___ DATA SHOWN

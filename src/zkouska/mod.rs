//! Exam announcements ("zkouška"): creation, reaction-driven absence tracking,
//! moderator closure and state recovery from chat history.
pub mod codec;
pub mod constants;
pub mod creator;
pub mod model;
pub mod platform;
pub mod reactions;
pub mod rebuild;
pub mod serenity_platform;
pub mod store;

pub use creator::{CreateRequest, ZkouskaCreator};
pub use model::{Announcement, ResponseStatus, SignalKind, ToggleSignal, ZkouskaId};
pub use platform::ChatPlatform;
pub use reactions::{ReactionOutcome, ReactionProcessor};
pub use rebuild::{RebuildReport, StateRebuilder};
pub use store::ZkouskaStore;
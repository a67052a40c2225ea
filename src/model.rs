//! Shared application state, stored in Serenity's global context as a `TypeMapKey`.
use std::sync::Arc;

use serenity::prelude::TypeMapKey;

use crate::config::ZkouskaSettings;
use crate::zkouska::ZkouskaStore;

/// An `Arc<AppState>` lives in the client's data map so every event handler can reach
/// the store without threading it through serenity's callbacks.
pub struct AppState {
    pub zkouska: ZkouskaSettings,
    /// Projection of tracked announcements; rebuilt on the first `ready`.
    pub store: Arc<ZkouskaStore>,
}

impl AppState {
    pub fn new(zkouska: ZkouskaSettings) -> Self {
        Self {
            zkouska,
            store: Arc::new(ZkouskaStore::new()),
        }
    }

    pub async fn from_ctx(ctx: &serenity::prelude::Context) -> Option<Arc<Self>> {
        ctx.data.read().await.get::<AppState>().cloned()
    }
}

impl TypeMapKey for AppState {
    type Value = Arc<AppState>;
}
//! Reaction-driven response state machine and moderator closure.
//!
//! Per (announcement, user) the state is none, absence, late (or unrecovered after a
//! rebuild). Every status transition ends by removing the triggering reaction so counts
//! never accumulate; if the effect itself fails the reaction stays for a later retry.
use std::sync::Arc;

use tracing::{debug, info, instrument, warn};

use super::codec;
use super::model::{Announcement, Profile, ResponseStatus, SignalKind, ToggleSignal};
use super::platform::{ChatPlatform, EditOutcome, PlatformError};
use super::store::{CompanionRecord, ZkouskaStore};
use crate::error::ZkouskaError;

#[derive(Debug, Clone, Copy, PartialEq, Eq)]
pub enum ReactionOutcome {
    /// Not a tracked announcement, the bot's own reaction, or the store is not ready.
    Ignored,
    /// Companion record created, edited or recreated with this status.
    Recorded(ResponseStatus),
    /// Attending: any previous record removed.
    Cleared,
    Closed,
    /// Close attempted without moderator capability; only the reaction was removed.
    CloseDenied,
    /// Unrelated emoji removed.
    Discarded,
}

pub struct ReactionProcessor {
    platform: Arc<dyn ChatPlatform>,
    store: Arc<ZkouskaStore>,
}

impl ReactionProcessor {
    pub fn new(platform: Arc<dyn ChatPlatform>, store: Arc<ZkouskaStore>) -> Self {
        Self { platform, store }
    }

    #[instrument(level = "debug", skip(self, signal), fields(message_id = %signal.message_id, user_id = %signal.user_id, emoji = %signal.emoji))]
    pub async fn handle(&self, signal: &ToggleSignal) -> Result<ReactionOutcome, ZkouskaError> {
        if !self.store.is_ready() {
            debug!(target = "zkouska.reaction", "store not rebuilt yet; ignoring");
            return Ok(ReactionOutcome::Ignored);
        }
        if signal.user_id == self.platform.current_user_id() {
            return Ok(ReactionOutcome::Ignored);
        }
        let Some(announcement) = self.store.announcement(signal.message_id).await else {
            return Ok(ReactionOutcome::Ignored);
        };

        match signal.kind() {
            SignalKind::Close => self.close(&announcement, signal).await,
            SignalKind::Attending => self.clear_status(signal).await,
            SignalKind::Absence => self.apply_status(signal, ResponseStatus::Absence).await,
            SignalKind::Late => self.apply_status(signal, ResponseStatus::Late).await,
            SignalKind::Other => {
                self.clear_signal(signal).await;
                Ok(ReactionOutcome::Discarded)
            }
        }
    }

    async fn apply_status(
        &self,
        signal: &ToggleSignal,
        status: ResponseStatus,
    ) -> Result<ReactionOutcome, ZkouskaError> {
        let _gate = self.store.enter_announcement(signal.message_id).await;
        let _guard = self.store.lock_key(signal.message_id, signal.user_id).await;
        // Closure may have happened while waiting.
        let Some(announcement) = self.store.announcement(signal.message_id).await else {
            return Ok(ReactionOutcome::Ignored);
        };

        let profile = self.profile(&announcement, signal).await;
        let embed = codec::response_record(&profile, signal.user_id, status);
        let thread = announcement.thread_id;

        let message_id = match self
            .store
            .companion(signal.message_id, signal.user_id)
            .await
        {
            Some(existing) => match self
                .platform
                .edit_embed(thread, existing.message_id, &embed)
                .await?
            {
                EditOutcome::Edited => {
                    info!(target = "zkouska.reaction", user = %profile.display_name, zkouska_id = %announcement.id, from = existing.status.label(), to = status.label(), "response updated");
                    existing.message_id
                }
                EditOutcome::Missing => {
                    let id = self.platform.send_embed(thread, &embed).await?;
                    info!(target = "zkouska.reaction", user = %profile.display_name, zkouska_id = %announcement.id, status = status.label(), "response record recreated");
                    id
                }
            },
            None => {
                let id = self.platform.send_embed(thread, &embed).await?;
                info!(target = "zkouska.reaction", user = %profile.display_name, zkouska_id = %announcement.id, status = status.label(), "response recorded");
                id
            }
        };

        let committed = self
            .store
            .record_response(
                signal.message_id,
                signal.user_id,
                CompanionRecord { message_id, status },
            )
            .await;
        if !committed {
            debug!(target = "zkouska.reaction", zkouska_id = %announcement.id, "announcement replaced mid-update; record not cached");
        }

        self.clear_signal(signal).await;
        Ok(ReactionOutcome::Recorded(status))
    }

    async fn clear_status(&self, signal: &ToggleSignal) -> Result<ReactionOutcome, ZkouskaError> {
        let _gate = self.store.enter_announcement(signal.message_id).await;
        let guard = self.store.lock_key(signal.message_id, signal.user_id).await;
        let outcome = self.clear_status_locked(signal).await;
        // Attending leaves no response behind, so the key lock is pruned.
        self.store.release_key(signal.message_id, signal.user_id, guard);
        outcome
    }

    async fn clear_status_locked(
        &self,
        signal: &ToggleSignal,
    ) -> Result<ReactionOutcome, ZkouskaError> {
        let Some(announcement) = self.store.announcement(signal.message_id).await else {
            return Ok(ReactionOutcome::Ignored);
        };

        if let Some(existing) = self
            .store
            .companion(signal.message_id, signal.user_id)
            .await
        {
            self.platform
                .delete_message(announcement.thread_id, existing.message_id)
                .await?;
            self.store
                .clear_response(signal.message_id, signal.user_id)
                .await;
            info!(target = "zkouska.reaction", user_id = %signal.user_id, zkouska_id = %announcement.id, previous = existing.status.label(), "attendance confirmed; record removed");
        } else {
            debug!(target = "zkouska.reaction", user_id = %signal.user_id, zkouska_id = %announcement.id, "attendance confirmed; nothing to remove");
        }

        self.clear_signal(signal).await;
        Ok(ReactionOutcome::Cleared)
    }

    async fn close(
        &self,
        announcement: &Announcement,
        signal: &ToggleSignal,
    ) -> Result<ReactionOutcome, ZkouskaError> {
        let allowed = self
            .platform
            .has_moderator_capability(signal.user_id, announcement.source_channel_id)
            .await?;
        if !allowed {
            warn!(target = "zkouska.close", user_id = %signal.user_id, zkouska_id = %announcement.id, "close attempted without moderator permission");
            self.clear_signal(signal).await;
            return Ok(ReactionOutcome::CloseDenied);
        }

        // Waits for in-flight status updates so none of them writes after the archive.
        let _gate = self.store.lock_announcement(announcement.message_id).await;
        if self.store.announcement(announcement.message_id).await.is_none() {
            return Ok(ReactionOutcome::Ignored);
        }

        info!(target = "zkouska.close", user_id = %signal.user_id, zkouska_id = %announcement.id, "closing zkouska");
        let profile = self.profile(announcement, signal).await;
        tolerate_missing(
            self.platform
                .send_embed(announcement.thread_id, &codec::closing_record(&profile))
                .await
                .map(|_| ()),
            announcement,
        )?;
        tolerate_missing(
            self.platform.archive_thread(announcement.thread_id).await,
            announcement,
        )?;
        self.platform
            .delete_message(announcement.source_channel_id, announcement.message_id)
            .await?;
        self.store.close(announcement.message_id).await;

        info!(target = "zkouska.close", zkouska_id = %announcement.id, thread_id = %announcement.thread_id, "zkouska closed and thread archived");
        Ok(ReactionOutcome::Closed)
    }

    async fn profile(&self, announcement: &Announcement, signal: &ToggleSignal) -> Profile {
        self.platform
            .fetch_profile(announcement.source_channel_id, signal.user_id)
            .await
            .unwrap_or_else(|e| {
                warn!(target = "zkouska.reaction", user_id = %signal.user_id, error = %e, "profile lookup failed");
                Profile::fallback(signal.user_id)
            })
    }

    /// Failure here is only logged; whatever the transition did stays applied.
    async fn clear_signal(&self, signal: &ToggleSignal) {
        if let Err(e) = self
            .platform
            .remove_reaction(
                signal.channel_id,
                signal.message_id,
                signal.user_id,
                &signal.emoji,
            )
            .await
        {
            warn!(target = "zkouska.reaction", message_id = %signal.message_id, user_id = %signal.user_id, error = %e, "could not remove reaction");
        }
    }
}

/// A thread deleted out from under a closing announcement does not block the close.
fn tolerate_missing(
    result: Result<(), PlatformError>,
    announcement: &Announcement,
) -> Result<(), PlatformError> {
    match result {
        Err(e) if e.is_not_found() => {
            warn!(target = "zkouska.close", zkouska_id = %announcement.id, thread_id = %announcement.thread_id, error = %e, "companion thread missing");
            Ok(())
        }
        other => other,
    }
}
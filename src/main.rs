use std::sync::Arc;

use anyhow::Context as _;
use serenity::model::gateway::GatewayIntents;
use serenity::prelude::*;
use tracing::{error, info};

use zkouska_bot::AppState;
use zkouska_bot::config::Settings;
use zkouska_bot::handler::Handler;

#[tokio::main]
async fn main() -> anyhow::Result<()> {
    // A missing .env is fine; the variables may come from the real environment.
    let _ = dotenv::dotenv();

    tracing_subscriber::fmt()
        .with_env_filter(
            tracing_subscriber::EnvFilter::try_from_default_env()
                .unwrap_or_else(|_| "zkouska_bot=info,serenity=warn".into()),
        )
        .init();

    let settings = Settings::from_env().context("loading configuration")?;
    info!(
        source = %settings.zkouska.source_channel_id,
        destination = %settings.zkouska.destination_channel_id,
        "configuration loaded"
    );

    let app_state = Arc::new(AppState::new(settings.zkouska));

    let intents = GatewayIntents::GUILDS
        | GatewayIntents::GUILD_MESSAGES
        | GatewayIntents::MESSAGE_CONTENT
        | GatewayIntents::GUILD_MESSAGE_REACTIONS;

    let mut client = Client::builder(&settings.discord_token, intents)
        .event_handler(Handler)
        .await
        .context("creating the Discord client")?;

    {
        let mut data = client.data.write().await;
        data.insert::<AppState>(app_state);
    }

    if let Err(why) = client.start().await {
        error!(error = ?why, "client error");
        return Err(why.into());
    }
    Ok(())
}
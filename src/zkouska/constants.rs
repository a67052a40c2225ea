// Central constants for the zkouska feature: emoji, wire markers, user-facing texts and limits.

// Signal emoji
pub const ABSENCE_EMOJI: &str = "❌";
pub const LATE_EMOJI: &str = "⏰";
pub const ATTENDING_EMOJI: &str = "✅";
pub const CLOSE_EMOJI: &str = "🗑️";
pub const LOCK_EMOJI: &str = "🔒";

/// Trigger for the creation command; the description follows after a single space.
pub const COMMAND_NAME: &str = "!zkouska";

// Wire markers. Every announcement body starts with the prefix; footers are matched literally.
pub const ANNOUNCEMENT_PREFIX: &str = "📝 **Zkouška**";
pub const USER_ID_FOOTER_PREFIX: &str = "User ID: ";
pub const CREATOR_FOOTER_MARKER: &str = "Zkouška ID:";

// User-facing replies
pub const NO_PERMISSION_MESSAGE: &str = "🔒 Potřebujete moderátorské oprávnění k vytvoření zkoušky!";
pub const MISSING_DESCRIPTION_MESSAGE: &str = "⚠️ Chybí popis! Použití: `!zkouska <description>`";
pub const CHANNEL_NOT_FOUND_MESSAGE: &str = "❌ Chyba: Nelze najít cílový kanál.";
pub const NOT_READY_MESSAGE: &str = "⏳ Bot se teprve spouští. Zkuste to prosím za chvíli.";
pub const CREATE_ERROR_MESSAGE: &str = "❌ Chyba pri vytvareni zkousky. Zkuste to prosím znovu.";

// Limits
pub const ZKOUSKA_ID_LENGTH: usize = 8;
/// Discord caps thread names at 100 characters; lengths here are counted in `char`s.
pub const MAX_THREAD_NAME_LENGTH: usize = 100;
/// Auto-archive window for companion threads, in minutes (one week).
pub const THREAD_AUTO_ARCHIVE_MINUTES: u16 = 10_080;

______

Every line of the listing that includes "creation" must be shown.

//! Exam announcements ("zkouška"): creation, reaction-driven absence tracking,
/// Trigger for the creation command; the description follows after a single space.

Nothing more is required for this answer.